セラス「せっかく完成したのに、ここから写真を拝借するの、なんだかもったいない気持ち………!」
泉「それもわかるよ。とはいえ、置いておくだけじゃあ、 本当の完成とは言えないからね。さあ、吟子新部長」
吟子「ううん。アルバムツリーを作ろうって言ってくれたのは、花帆先輩だから」
花帆「いいの?」
吟子「うん、お願いします。……花帆部長」
新部長は、アルバムツリーから皆が持ち帰るそれぞれ1枚。合計12枚を選ぶ係を花帆に任せた。

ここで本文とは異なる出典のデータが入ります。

//! E-book packaging: container assembly, profiles, structural checks.
//!
//! The book folder holds one shared `OEBPS/` resource tree (chapters,
//! `Images/`, `Styles/`). Packaging generates the per-profile members
//! (package document, navigation, cover page, profile stylesheet)
//! straight into each ZIP, so the `dual` build produces two `.epub` files
//! over a single tree on disk.

pub mod css;
pub mod nav;
pub mod opf;
pub mod xhtml;

use std::collections::{HashMap, HashSet};
use std::fs::File;
use std::io::{Read, Write};
use std::path::{Path, PathBuf};
use std::sync::LazyLock;

use regex::Regex;
use thiserror::Error;
use tracing::{debug, info, instrument};
use zip::CompressionMethod;
use zip::ZipArchive;
use zip::write::{SimpleFileOptions, ZipWriter};

use crate::book::{FetchedBook, SIDECAR_FILE};
use crate::book::BookMetadata;
use crate::config::EpubProfile;
use crate::naming;

/// Name of the shared resource tree inside a book folder.
pub const OEBPS_DIR: &str = "OEBPS";

/// The profile stylesheet's name inside `Styles/`.
const PROFILE_CSS: &str = "epub.css";

const MIMETYPE: &str = "application/epub+zip";

const CONTAINER_XML: &str = "<?xml version=\"1.0\" encoding=\"utf-8\"?>\n\
<container version=\"1.0\" xmlns=\"urn:oasis:names:tc:opendocument:xmlns:container\">\n\
  <rootfiles>\n\
    <rootfile full-path=\"OEBPS/content.opf\" media-type=\"application/oebps-package+xml\"/>\n\
  </rootfiles>\n\
</container>\n";

#[allow(clippy::expect_used)]
static HREF_ATTR: LazyLock<Regex> = LazyLock::new(|| {
    Regex::new(r#"(?:href|src)="([^"]+)""#).expect("HREF_ATTR: hardcoded regex is valid")
});

#[allow(clippy::expect_used)]
static MANIFEST_ITEM: LazyLock<Regex> = LazyLock::new(|| {
    Regex::new(r#"<item\s[^>]*id="([^"]+)"[^>]*href="([^"]+)""#)
        .expect("MANIFEST_ITEM: hardcoded regex is valid")
});

#[allow(clippy::expect_used)]
static SPINE_IDREF: LazyLock<Regex> = LazyLock::new(|| {
    Regex::new(r#"<itemref\s[^>]*idref="([^"]+)""#)
        .expect("SPINE_IDREF: hardcoded regex is valid")
});

#[allow(clippy::expect_used)]
static GUIDE_COVER_REF: LazyLock<Regex> = LazyLock::new(|| {
    Regex::new(r#"<reference\s[^>]*type="cover"[^>]*href="([^"]+)""#)
        .expect("GUIDE_COVER_REF: hardcoded regex is valid")
});

/// Errors building or checking a package.
#[derive(Debug, Error)]
pub enum PackageError {
    #[error("package I/O error at {path}: {source}")]
    Io {
        path: PathBuf,
        #[source]
        source: std::io::Error,
    },

    #[error("ZIP error: {0}")]
    Zip(#[from] zip::result::ZipError),

    /// The built file fails the structural invariants.
    #[error("structural check failed for {path}: {detail}")]
    Structure { path: PathBuf, detail: String },
}

impl PackageError {
    fn io(path: impl Into<PathBuf>, source: std::io::Error) -> Self {
        Self::Io {
            path: path.into(),
            source,
        }
    }
}

/// One spine entry.
#[derive(Debug, Clone, PartialEq, Eq)]
pub struct ChapterEntry {
    pub file_name: String,
    pub title: String,
    pub fragment: Option<String>,
}

/// Everything the package document needs to know about a staged book.
#[derive(Debug)]
pub struct BookPackage {
    pub metadata: BookMetadata,
    /// Spine order (the provider's chapter manifest order).
    pub chapters: Vec<ChapterEntry>,
    /// Basenames present under `Images/` on disk.
    pub images: Vec<String>,
    /// Basenames present under `Styles/` on disk.
    pub styles: Vec<String>,
    /// Cover image basename, when one was downloaded.
    pub cover: Option<String>,
}

/// Writes the fetched book's own files into the shared `OEBPS/` tree:
/// chapter XHTML, extracted inline stylesheets, metadata sidecar, cover.
/// Remote assets are downloaded into the same tree separately.
///
/// # Errors
///
/// Returns [`PackageError::Io`] on any write failure.
#[instrument(skip_all, fields(book_dir = %book_dir.display()))]
pub fn stage_book(book_dir: &Path, fetched: &FetchedBook) -> Result<(), PackageError> {
    let oebps = book_dir.join(OEBPS_DIR);
    for subdir in ["Images", "Styles"] {
        let dir = oebps.join(subdir);
        std::fs::create_dir_all(&dir).map_err(|e| PackageError::io(&dir, e))?;
    }

    for chapter in &fetched.chapters {
        let path = oebps.join(&chapter.file_name);
        std::fs::write(&path, &chapter.xhtml).map_err(|e| PackageError::io(&path, e))?;
        for (name, css) in &chapter.inline_styles {
            let path = oebps.join("Styles").join(name);
            std::fs::write(&path, css).map_err(|e| PackageError::io(&path, e))?;
        }
    }

    if let Some(cover) = &fetched.cover {
        let path = oebps.join("Images").join(&cover.file_name);
        std::fs::write(&path, &cover.bytes).map_err(|e| PackageError::io(&path, e))?;
    }

    fetched
        .metadata
        .write_sidecar(book_dir)
        .map_err(|e| PackageError::io(book_dir.join(SIDECAR_FILE), e))?;

    debug!(chapters = fetched.chapters.len(), "staged book tree");
    Ok(())
}

/// Scans the staged tree and assembles the package description. Assets
/// that failed to download are simply absent from disk and therefore
/// absent from the manifest; no broken entries.
///
/// # Errors
///
/// Returns [`PackageError::Io`] when the tree cannot be listed.
pub fn collect_package(
    book_dir: &Path,
    fetched: &FetchedBook,
) -> Result<BookPackage, PackageError> {
    let oebps = book_dir.join(OEBPS_DIR);
    let images = list_dir(&oebps.join("Images"))?;
    let styles = list_dir(&oebps.join("Styles"))?;
    let cover = fetched
        .cover
        .as_ref()
        .map(|c| c.file_name.clone())
        .filter(|name| images.contains(name));

    Ok(BookPackage {
        metadata: fetched.metadata.clone(),
        chapters: fetched
            .chapters
            .iter()
            .map(|c| ChapterEntry {
                file_name: c.file_name.clone(),
                title: c.title.clone(),
                fragment: c.fragment.clone(),
            })
            .collect(),
        images,
        styles,
        cover,
    })
}

fn list_dir(dir: &Path) -> Result<Vec<String>, PackageError> {
    let mut names = Vec::new();
    match std::fs::read_dir(dir) {
        Ok(entries) => {
            for entry in entries {
                let entry = entry.map_err(|e| PackageError::io(dir, e))?;
                if entry.path().is_file() {
                    names.push(entry.file_name().to_string_lossy().into_owned());
                }
            }
        }
        Err(e) if e.kind() == std::io::ErrorKind::NotFound => {}
        Err(e) => return Err(PackageError::io(dir, e)),
    }
    names.sort();
    Ok(names)
}

/// Builds one `.epub` for `profile` into the book folder and returns its
/// path. The `mimetype` entry is stored uncompressed as the first member,
/// per the container spec.
///
/// # Errors
///
/// Returns [`PackageError::Io`]/[`PackageError::Zip`] on assembly failure.
#[instrument(skip(package), fields(profile = ?profile))]
pub fn build_epub(
    book_dir: &Path,
    package: &BookPackage,
    profile: EpubProfile,
) -> Result<PathBuf, PackageError> {
    let out_name = naming::epub_file_name(
        &package.metadata.title,
        package.metadata.first_author(),
        profile,
    );
    let out_path = book_dir.join(out_name);
    let oebps = book_dir.join(OEBPS_DIR);

    let file = File::create(&out_path).map_err(|e| PackageError::io(&out_path, e))?;
    let mut writer = ZipWriter::new(file);
    let stored = SimpleFileOptions::default().compression_method(CompressionMethod::Stored);
    let deflated = SimpleFileOptions::default().compression_method(CompressionMethod::Deflated);

    writer.start_file("mimetype", stored)?;
    writer
        .write_all(MIMETYPE.as_bytes())
        .map_err(|e| PackageError::io(&out_path, e))?;

    writer.start_file("META-INF/container.xml", deflated)?;
    writer
        .write_all(CONTAINER_XML.as_bytes())
        .map_err(|e| PackageError::io(&out_path, e))?;

    // The profile stylesheet exists only inside the ZIP; the on-disk tree
    // is shared between profiles.
    let mut manifest_package = BookPackage {
        metadata: package.metadata.clone(),
        chapters: package.chapters.clone(),
        images: package.images.clone(),
        styles: package.styles.clone(),
        cover: package.cover.clone(),
    };
    if !manifest_package.styles.iter().any(|s| s == PROFILE_CSS) {
        manifest_package.styles.insert(0, PROFILE_CSS.to_string());
    }

    let identifier = package
        .metadata
        .isbn
        .as_ref()
        .map_or_else(
            || format!("urn:skillshelf:{}", naming::sanitize_component(&package.metadata.title)),
            |isbn| format!("urn:isbn:{isbn}"),
        );

    writer.start_file("OEBPS/content.opf", deflated)?;
    writer
        .write_all(opf::build_package_document(&manifest_package, &identifier).as_bytes())
        .map_err(|e| PackageError::io(&out_path, e))?;

    writer.start_file("OEBPS/nav.xhtml", deflated)?;
    writer
        .write_all(nav::build_nav_document(&package.metadata.title, &package.chapters).as_bytes())
        .map_err(|e| PackageError::io(&out_path, e))?;

    writer.start_file("OEBPS/cover.xhtml", deflated)?;
    let cover_page = match &package.cover {
        Some(cover) => nav::build_cover_page(cover),
        None => nav::build_text_cover_page(&package.metadata.title),
    };
    writer
        .write_all(cover_page.as_bytes())
        .map_err(|e| PackageError::io(&out_path, e))?;

    writer.start_file(format!("OEBPS/Styles/{PROFILE_CSS}"), deflated)?;
    writer
        .write_all(css::profile_css(profile).as_bytes())
        .map_err(|e| PackageError::io(&out_path, e))?;

    for chapter in &package.chapters {
        copy_into_zip(
            &mut writer,
            &oebps.join(&chapter.file_name),
            &format!("OEBPS/{}", chapter.file_name),
            deflated,
        )?;
    }
    for style in &package.styles {
        if style == PROFILE_CSS {
            continue;
        }
        copy_into_zip(
            &mut writer,
            &oebps.join("Styles").join(style),
            &format!("OEBPS/Styles/{style}"),
            deflated,
        )?;
    }
    for image in &package.images {
        copy_into_zip(
            &mut writer,
            &oebps.join("Images").join(image),
            &format!("OEBPS/Images/{image}"),
            deflated,
        )?;
    }

    writer.finish()?;
    info!(path = %out_path.display(), "download: package built");
    Ok(out_path)
}

fn copy_into_zip(
    writer: &mut ZipWriter<File>,
    source: &Path,
    entry_name: &str,
    options: SimpleFileOptions,
) -> Result<(), PackageError> {
    let bytes = std::fs::read(source).map_err(|e| PackageError::io(source, e))?;
    writer.start_file(entry_name, options)?;
    writer
        .write_all(&bytes)
        .map_err(|e| PackageError::io(source, e))?;
    Ok(())
}

/// Post-build structural check.
///
/// Verifies the container invariants: stored `mimetype` first; every
/// manifest href present in the archive; every spine idref resolving to a
/// manifest item; a guide cover reference pointing into the manifest; and
/// every navigation target and every chapter-referenced file (images,
/// stylesheets, cross-chapter links) present in the manifest.
///
/// # Errors
///
/// Returns [`PackageError::Structure`] naming the first violated
/// invariant.
#[instrument]
pub fn structural_check(epub_path: &Path) -> Result<(), PackageError> {
    let file = File::open(epub_path).map_err(|e| PackageError::io(epub_path, e))?;
    let mut archive = ZipArchive::new(file)?;
    let structure = |detail: String| PackageError::Structure {
        path: epub_path.to_path_buf(),
        detail,
    };

    let entry_names: HashSet<String> = archive.file_names().map(ToString::to_string).collect();

    {
        let first = archive.by_index(0)?;
        if first.name() != "mimetype" {
            return Err(structure(format!(
                "first entry is {:?}, expected mimetype",
                first.name()
            )));
        }
        if first.compression() != CompressionMethod::Stored {
            return Err(structure("mimetype entry is compressed".to_string()));
        }
    }

    let opf = read_entry(&mut archive, "OEBPS/content.opf")
        .map_err(|e| structure(format!("cannot read package document: {e}")))?;

    let mut manifest: HashMap<String, String> = HashMap::new();
    for capture in MANIFEST_ITEM.captures_iter(&opf) {
        manifest.insert(capture[1].to_string(), capture[2].to_string());
    }
    if manifest.is_empty() {
        return Err(structure("package manifest is empty".to_string()));
    }
    let manifest_hrefs: HashSet<&str> = manifest.values().map(String::as_str).collect();

    for href in manifest.values() {
        let entry = format!("OEBPS/{href}");
        if !entry_names.contains(&entry) {
            return Err(structure(format!("manifest href {href} missing from archive")));
        }
    }

    let mut spine_count = 0;
    for capture in SPINE_IDREF.captures_iter(&opf) {
        spine_count += 1;
        if !manifest.contains_key(&capture[1]) {
            return Err(structure(format!(
                "spine idref {} has no manifest item",
                &capture[1]
            )));
        }
    }
    if spine_count == 0 {
        return Err(structure("spine is empty".to_string()));
    }

    // The guide must send readers to a cover page that is in the manifest.
    match GUIDE_COVER_REF.captures(&opf) {
        Some(capture) => {
            let href = capture[1].split('#').next().unwrap_or(&capture[1]).to_string();
            if !manifest_hrefs.contains(href.as_str()) {
                return Err(structure(format!(
                    "guide cover reference {href} is not in the manifest"
                )));
            }
        }
        None => return Err(structure("package guide has no cover reference".to_string())),
    }

    // Navigation targets and chapter-internal references must resolve.
    let xhtml_hrefs: Vec<String> = manifest
        .values()
        .filter(|href| href.ends_with(".xhtml"))
        .cloned()
        .collect();
    for href in xhtml_hrefs {
        let body = read_entry(&mut archive, &format!("OEBPS/{href}"))
            .map_err(|e| structure(format!("cannot read {href}: {e}")))?;
        for capture in HREF_ATTR.captures_iter(&body) {
            let target = &capture[1];
            if target.contains("://") || target.starts_with('#') || target.starts_with("mailto:")
            {
                continue;
            }
            let file_part = target.split('#').next().unwrap_or(target);
            if file_part.is_empty() {
                continue;
            }
            if !manifest_hrefs.contains(file_part) {
                return Err(structure(format!(
                    "{href} references {file_part}, which is not in the manifest"
                )));
            }
        }
    }

    Ok(())
}

fn read_entry(archive: &mut ZipArchive<File>, name: &str) -> Result<String, std::io::Error> {
    let mut entry = archive
        .by_name(name)
        .map_err(std::io::Error::other)?;
    let mut body = String::new();
    entry.read_to_string(&mut body)?;
    Ok(body)
}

花帆「それじゃ、お言葉に甘えちゃって……。よいしょー!」
そして、花帆は写真を12枚ずつに取り分けた。
花帆「これで、12枚。あたしたちみんなが1枚ずつ! はい、泉ちゃん! はい、せっちゃん!」
泉「ありがたく頂戴するよ」
セラス「離れてても、繋がってる証……」
花帆「淳兄ぃ、どうぞ」
淳平「ありがとう。花帆」
さやか「綴理先輩、どうぞ」
綴理「うん、ありがとう。大切にするね」
さやか「小鈴さんも、はいどうぞ」
小鈴「はい、徒町、嬉しいです……! ずっと一緒ですから!」
瑠璃乃「めぐちゃん、どーぞ」
慈「さんきゅ、るりちゃん☆」
瑠璃乃「姫芽、ずっとありがとうね」
姫芽「大事に大事に保管します〜!」
花帆「梢センパイ、離れていても!」
梢「ええ、繋がっている」
花帆「吟子ちゃん、これでようやくホントの完成、だね! ホントのホントに、ありがとう!」
吟子「……いいえ、これは私のためでもありましたから」
花帆「みんな、離れていても、一緒だからね」
花帆「寂しい気持ちも、一緒だからね!」
梢「ありがとう」
慈「私たちが戻ってくる場所を作ってくれて、ありがと」
綴理「この本当に美しい場所に、ボクたちの居場所を用意してくれて、ありがとう」
淳平「ありがとう。俺も貴重な経験ができたよ」
花帆「実現できて……よかったです!!」
小鈴「やりきったんだ……みんなで………!」
セラス「はい!」
姫芽「せんぱいがた。こちらこそ、もう一度、を叶えてくださって、ありがとうございました」
泉「おかげで、本当にみんな、満たされた気持ちだろう」
吟子「ありがとうございます、梢先輩。ようやく、わかった気がします。呼び方とか、無理に変える必要はないんだ、って。特別扱いしてほしいわけじゃなくて……私がほしかったのはきっと、心が繋がっているんだっていう、その証だったんだと思います。――だから今は、嬉しいです」
梢「…………吟子さん。ありがとう。あなたも、私と出会ってくれて」
吟子「はい! 梢先輩!」
梢「ねえ、みんな。アルバムの最後を埋める写真は、どんなのがいいかって、私と淳で考えていたのだけれど……」
淳平「ここで……部室で、撮ろう。たくさんの思い出を着飾ったアルバムツリーと、一緒に」
慈「いいじゃん! ね、綴理!」
綴理「うん。ボクも、それがいいって思ってた」
さやか「部室に、持ってきてくれていたんですね」
綴理「もちろん。アルバムを見返す度に……この日を楽しみにしてたんだ」
花帆「撮りましょう、撮りましょう! アルバムの最後のページに!」
花帆「『いつかまたみんなで』の、写真を!」
みんなが写真を撮るために集まる。が、このふたりは写っても良いものかと及び腰。
セラス「えっと、わたしたちも……」
吟子「当たり前でしょ!」
小鈴「ほら、おいで!」
セラス「わわっ……えへへ」
姫芽「いずみんも、ほらもっと寄れよ〜」
泉「参ったな」
梢「本当に、これが最後…………」
花帆「梢センパイ。約束が終わったら、また次の約束をすれば、いいんですよ。また必ず―――、ライブをしましょう!」
梢「……ありがとう、花帆。私はずっと、あなたに救われてばっかりね」
花帆「お互い様ですよ、梢センパイっ!」
さやか「綴理先輩。あなたの隣は、空いていますか?」
綴理「空いてたことなんて、あったかな? 村野さやかさん。きみがボクの名前を、叫んでくれたときから、ずっと。ボクの隣には、きみがいてくれたから」
さやか「ふふふ、光栄です。わたしの、綴理先輩」
慈「るりちゃん、こっちこっち!」
瑠璃乃「はいはい。………って」
慈「ぎゅー」
瑠璃乃「ちょっと! 写真、撮るんでしょ!?」
慈「私たち写真撮ったらもう帰っちゃうんだから、いいでしょ。あと1時間ぐらいこのままで。ほら、ジュンも!」
淳平「せっかくだし…」
瑠璃乃「ジュン兄ぃまで悪乗りすんなーー! もぉー、めぐちゃんとジュン兄ぃはほんとにい」
花帆「じゃあ、みんな! はい、チーズ!」
カシャっ!!
その写真にはみんなの満開の笑顔が―――、花咲いていた。